Ingredients For lake charles andouille sausage

  • 5 lb
    pork shoulder butt about 75-80%lean
  • 10 Tbsp
    crushed & chopped fresh garlic
  • 3 Tbsp
    medium grind black pepper
  • 3 Tbsp
    kosher salt
  • 4 tsp
    crushed red pepper flakes
  • 1 Tbsp
    cayenne pepper
  • 1 Tbsp
    dried thyme
  • 1 c
    ice water
  • 1 tsp
    instacure#1 or morton's tenderquick

How To Make lake charles andouille sausage

  • 1
    trim & cut pork into 1" cubes, run through coarse plate of meat grinder, I like 3/8" plate. If more pork fat needed ,partially freeze-even the meat grinds better almost frozen
  • 2
    combine all the spices and cure in small container, mix w/1 cup of ice water. Pour spice,cure & water into ground meat, mix for at leaast 2 min.Because of the high amount of spice its important not to leave any meat unmixed
  • 3
    stuff meat mixture into 35-38 pork casings or small beef rounds.Collegen casings are fine if u can find em large enough & tough enough to handle the smoking process
  • 4
    prepare to smoke,I make large circular rings.
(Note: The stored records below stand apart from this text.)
#[tokio::test]
async fn progress_callback_sees_start_and_finish() {
    #[derive(Default)]
    struct Recorder {
        starts: AtomicUsize,
        seen: Mutex<Vec<(usize, u64)>>,
        finished: AtomicUsize,
    }
    impl SubmissionProgressCallback for Recorder {
        fn on_submit_start(&self, documents: usize, total_bytes: u64) {
            self.starts.fetch_add(1, Ordering::SeqCst);
            self.seen.lock().unwrap().push((documents, total_bytes));
        }
        fn on_submit_complete(&self, _outcome: &VerificationOutcome, _elapsed: Duration) {
            self.finished.fetch_add(1, Ordering::SeqCst);
        }
    }

    let mut server = mockito::Server::new_async().await;
    let _mock = server
        .mock("POST", PATH)
        .with_status(200)
        .with_body("[]")
        .create_async()
        .await;

    let recorder = Arc::new(Recorder::default());
    let config = assert_ok!(VerifierConfig::builder()
        .endpoint(format!("{}{}", server.url(), PATH))
        .progress_callback(recorder.clone())
        .build());
    let mut v = assert_ok!(Verifier::new(&config));
    v.add([png("a.png"), pdf("b.pdf")]);
    let expected_bytes = v.batch().total_bytes();
    assert_ok!(v.submit().await);

    assert_eq!(recorder.starts.load(Ordering::SeqCst), 1);
    assert_eq!(recorder.finished.load(Ordering::SeqCst), 1);
    assert_eq!(recorder.seen.lock().unwrap()[0], (2, expected_bytes));
}
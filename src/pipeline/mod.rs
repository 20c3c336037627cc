//! Pipeline stages for document verification.
//!
//! Each submodule implements one step. Only [`submit`] does network I/O
//! against the extraction service; [`input`] may download inputs given as
//! URLs.
//!
//! ## Data Flow
//!
//! ```text
//! input ──▶ validate ──▶ submit ──▶ normalize
//! (path/URL)  (limits)   (multipart)  (3 shapes → outcome)
//! ```
//!
//! 1. [`input`]: read a local file or download a URL into a `Document`
//! 2. [`validate`]: size and MIME checks against `FileLimits`
//! 3. [`submit`]: one `POST` with every document, under a deadline
//! 4. [`normalize`]: decode the body and map it to a `VerificationOutcome`

pub mod input;
pub mod normalize;
pub mod submit;
pub mod validate;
True Andouille is very heavily smoked, will take 4-6 pans of wood chips Hang to air dry for 1/2hr. I wipe moisture with a clean towell to speed up.Has to be dry to accept smoke.
  • 5
    Begin with heavy smoke damper wide open till casings are beginning to turn color & dry, about 135 degrees f. Close damper after casings are dry & smoke for about 2 hrs. Then raise to 165 -170 degr.,smoke till internal temp is at least 152 degr.f.
  • 6
    when sausage has finished cooking (152 degr.) remove and show w/cold water to stop cooking process,about 120 internal. Hang for an hour or so to bloom,,,package it up & freeze, enjoy!